Felipe Naveca, virologist and researcher at Fiocruz Amazonia and one of the main authors of the study, told CNN that the COVID-19 virus and the different variants and strains are likely to get stronger if not stopped.

“This is what viruses do: They evolve, they get stronger. The only way to stop it is to contain its spread, which is why we need restrictive measures — there is no other solution.

“Even if the Government decrees a national lockdown, we need the population to adhere. The action of each one of us will impact everyone as a whole,” Naveca said.

Hope could be on its way, in the form of vaccines. But Brazil’s vaccination rollout was slow in comparison to other countries, including others in the region, like Chile and Mexico.

In January, health regulator Anvisa authorized emergency use of vaccines by Sinovac and Oxford/AstraZeneca. Since then, roughly 4 per cent of Brazil’s 211 million citizens have received at least one vaccine dose, according to data from the Brazilian Health Ministry, and 2.3 million have had two doses.

According to the Health Ministry, Brazil is in negotiation to buy Pfizer, Moderna, Janssen, Sputinik and Covaxin vaccines as well, though only the Pfizer/BioNTech vaccine among those has been granted authorization from Anvisa.

Bolsonaro had long promoted the Oxford AstraZeneca vaccine as the only one he would back, dismissing and discrediting many of the other vaccines on the market, including Pfizer’s. Brazil’s health minister Eduardo Pazuello even turned down an August offer from Pfizer to purchase up to 70 million doses of its vaccine.

Health workers take residents’ blood samples at a testing site for COVID-19 amid the new coronavirus pandemic in Rio de Janeiro, Brazil. (Associated Press)

“Pfizer says this very clearly on the contract, ‘we are not responsible for any collateral side effects’ – if you turn into an alligator it’s your problem,” Bolsonaro said in December.

“If you become Superman, or grow a beard as a woman, or a man’s voice becomes high pitched, they say they have nothing to do with that.”

But a New England Journal of Medicine study now suggests that the Pfizer/BionTech vaccine could “efficiently” neutralize the P.1 variant.

The news came as Bolsonaro held a virtual meeting Monday with Pfizer Global CEO Albert Bourla and other executives to negotiate the purchase of 100 million vaccines.

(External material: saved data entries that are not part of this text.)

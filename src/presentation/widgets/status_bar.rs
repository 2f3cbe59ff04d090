use ratatui::{prelude::*, widgets::Paragraph};

use crate::domain::post::Post;

/// What the bottom line shows, in priority order.
#[derive(Debug, Clone, PartialEq, Eq)]
pub enum StatusLine {
    Message(String),
    Focused { author: String, read_time_minutes: u32 },
    Hint(String),
}

impl StatusLine {
    pub fn resolve(message: Option<&str>, focused: Option<&Post>, hint: &str) -> Self {
        match (message, focused) {
            (Some(message), _) => StatusLine::Message(message.to_string()),
            (None, Some(post)) => StatusLine::Focused {
                author: post.author_name().to_string(),
                read_time_minutes: post.read_time_minutes(),
            },
            (None, None) => StatusLine::Hint(hint.to_string()),
        }
    }

    pub fn text(&self) -> String {
        match self {
            StatusLine::Message(message) => message.clone(),
            StatusLine::Focused {
                author,
                read_time_minutes,
            } => format!("{author} · {read_time_minutes} min read"),
            StatusLine::Hint(hint) => hint.clone(),
        }
    }
}

pub struct StatusBarWidget {
    line: StatusLine,
    style: Style,
}

impl StatusBarWidget {
    pub fn new(line: StatusLine, style: Style) -> Self {
        Self { line, style }
    }
}

impl Widget for StatusBarWidget {
    fn render(self, area: Rect, buf: &mut Buffer)
    where
        Self: Sized,
    {
        Paragraph::new(self.line.text())
            .style(self.style)
            .render(area, buf);
    }
}
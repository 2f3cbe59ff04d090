use clap::Parser;

use crate::utils::version;

#[derive(Parser, Debug)]
#[command(author, version = version(), about)]
pub struct Cli {
    #[arg(
        short,
        long,
        value_name = "FLOAT",
        help = "Tick rate, i.e. number of ticks per second",
        default_value_t = 4.0
    )]
    pub tick_rate: f64,

    #[arg(
        short,
        long,
        value_name = "FLOAT",
        help = "Frame rate, i.e. number of frames per second",
        default_value_t = 60.0
    )]
    pub frame_rate: f64,

    #[arg(
        long,
        help = "Print the bundled stories as JSON and exit",
        default_value_t = false
    )]
    pub list_posts: bool,
}
//! Terminal abstraction
//!
//! [`TuiLike`] is what the app runner drives. [`real::RealTui`] talks to the
//! user's terminal; [`test::TestTui`] replays a fixed event queue into an
//! in-memory buffer.

pub mod real;

use std::future::Future;
use std::pin::Pin;

use color_eyre::eyre::Result;
use crossterm::event::KeyEvent;
use ratatui::prelude::Rect;
use serde::{Deserialize, Serialize};

pub type Frame<'a> = ratatui::Frame<'a>;

/// Everything a terminal session can report to the runner.
#[derive(Clone, Debug, Serialize, Deserialize)]
pub enum Event {
    Init,
    Quit,
    Error,
    /// The event source is gone.
    Closed,
    Tick,
    Render,
    Key(KeyEvent),
    Resize(u16, u16),
}

pub trait TuiLike: Send {
    fn enter(&mut self) -> Result<()>;
    fn exit(&mut self) -> Result<()>;
    /// Leaves the terminal and stops the process until it is continued.
    fn suspend(&mut self) -> Result<()>;
    /// Forgets what is on screen so the next draw repaints every cell.
    fn clear(&mut self) -> Result<()>;
    fn draw(&mut self, f: &mut dyn FnMut(&mut Frame<'_>)) -> Result<()>;
    fn resize(&mut self, area: Rect) -> Result<()>;
    /// `None` once no more events will arrive.
    fn next(&mut self) -> Pin<Box<dyn Future<Output = Option<Event>> + Send + '_>>;
}
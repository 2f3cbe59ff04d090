//! Domain logic
//!
//! This module contains the news domain:
//! - Post records and their metadata
//! - The validated catalog of posts shown on the home screen
//! - Text fitting utilities used by the card renderer

pub mod catalog;
pub mod post;
pub mod text;
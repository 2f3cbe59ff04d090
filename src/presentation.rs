//! Presentation layer
//!
//! This module contains UI components and widgets:
//! - The home screen component
//! - Reusable widgets
//! - Configuration (styles, keybindings, strings, thumbnails)

pub mod components;
pub mod config;
pub mod widgets;
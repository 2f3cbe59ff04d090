//! Process-level plumbing shared by the binary and the tests:
//! where files live, where logs go and what happens on panic.

pub mod logging;
pub mod panic;
pub mod paths;

pub use logging::initialize_logging;
pub use panic::initialize_panic_handler;
pub use paths::{get_config_dir, get_data_dir, version};
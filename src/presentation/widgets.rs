//! Reusable UI widgets
//!
//! Stateless widgets composed by the home screen.

pub mod alert_dialog;
pub mod news_card;
pub mod scrollable_list;
pub mod search_bar;
pub mod section_title;
pub mod status_bar;
pub mod thumbnail;
use crate::core::{
    cmd::Cmd,
    msg::{search::SearchMsg, Msg},
    state::AppState,
};

/// Elm-like update function
/// Returns new state and list of commands from current state and message
pub fn update(msg: Msg, mut state: AppState) -> (AppState, Vec<Cmd>) {
    match msg {
        // System messages (delegated to SystemState)
        Msg::System(system_msg) => {
            let commands = state.system.update(system_msg);
            (state, commands)
        }

        // Card focus (delegated to FeedState)
        Msg::Feed(feed_msg) => {
            let commands = state.feed.update(feed_msg);
            (state, commands)
        }

        // Dialog (delegated to DialogState)
        Msg::Dialog(dialog_msg) => {
            let commands = state.dialog.update(dialog_msg);
            (state, commands)
        }

        // The search field is decorative: the query stays empty
        Msg::Search(SearchMsg::QueryChanged(query)) => {
            log::trace!("ignoring search query {query:?}");
            (state, vec![])
        }
    }
}
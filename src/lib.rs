//! # hellonews - a news reader demo for the terminal
//!
//! Shows a fixed catalog of news stories (a hero article, secondary articles
//! and audio stories) with ratatui. Activating a card opens a modal dialog.
//!
//! ## Architecture Overview
//!
//! This crate is organized around the Elm architecture pattern:
//!
//! - **Model** (`core::state`): application state
//! - **Message** (`core::msg`): events that can change the state
//! - **Update** (`core::update`): pure functions that transform state
//! - **Command** (`core::cmd`): side effects for the runner
//! - **View** (`presentation::components`): UI rendering based on current state
//!
//! ## Example Usage
//!
//! ```rust
//! use hellonews::core::{
//!     msg::{dialog::DialogMsg, Msg},
//!     state::AppState,
//!     update::update,
//! };
//! use hellonews::domain::catalog::Catalog;
//!
//! # fn main() -> Result<(), hellonews::domain::catalog::CatalogError> {
//! let state = AppState::new(Catalog::sample()?);
//! let title = state.catalog.hero().title.clone();
//!
//! let (state, _cmds) = update(
//!     Msg::Dialog(DialogMsg::Open { title: title.clone(), body: "Card Tapped".into() }),
//!     state,
//! );
//!
//! assert!(state.dialog.is_open());
//! assert_eq!(state.dialog.title(), title);
//! # Ok(())
//! # }
//! ```
//!
//! ## Modules
//!
//! - [`domain`] - Posts and the catalog
//! - [`core`] - Elm architecture: state, messages, update, commands
//! - [`presentation`] - Widgets, the home screen, UI configuration
//! - [`infrastructure`] - Terminal, CLI and configuration loading
//! - [`integration`] - The application runner
//! - [`utils`] - Logging, panic handling, paths

pub mod core;
pub mod domain;
pub mod infrastructure;
pub mod integration;
pub mod presentation;
pub mod utils;

pub use crate::core::{cmd::Cmd, msg::Msg, raw_msg::RawMsg, state::AppState};
pub use crate::core::{translator::translate_raw_to_domain, update::update};

/// Result type used throughout the library
pub type Result<T> = color_eyre::eyre::Result<T>;

/// Version information
pub const VERSION: &str = env!("CARGO_PKG_VERSION");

“I thank you for this meeting and we recognize Pfizer as a great world company,” Bolsonaro said, during an excerpt of the meeting posted to his official Twitter account.

“We would like to close these deals with you, even more given the aggressiveness of this virus in Brazil.”

A family member of a patient hospitalized with COVID-19 waits in line in hopes of refilling empty oxygen tanks. (AP)

For now, Brazil’s failure to contain the virus is increasingly a cautionary tale for the world. Dr Michael Ryan, the executive director of the World Health Organisation’s Health Emergencies Program, said at a briefing last week that he worried the country’s surge in cases could be repeated elsewhere.

“The story in Brazil can be and will be repeated elsewhere if we stop implementing the measures as we need to implement them,” he said.

“Countries are going to lurch back into third and fourth surges if we’re not careful.”

For Molina, the exhausted Santa Catarina nurse, Brazil’s future seems bleaker than ever.

“Unfortunately, I don’t think we’ve learned our lesson,” Molina said.

“We [health workers] are tired, exhausted and are getting sick. We feel powerless. We need a more coordinated action if we’re going to keep this from happening again.”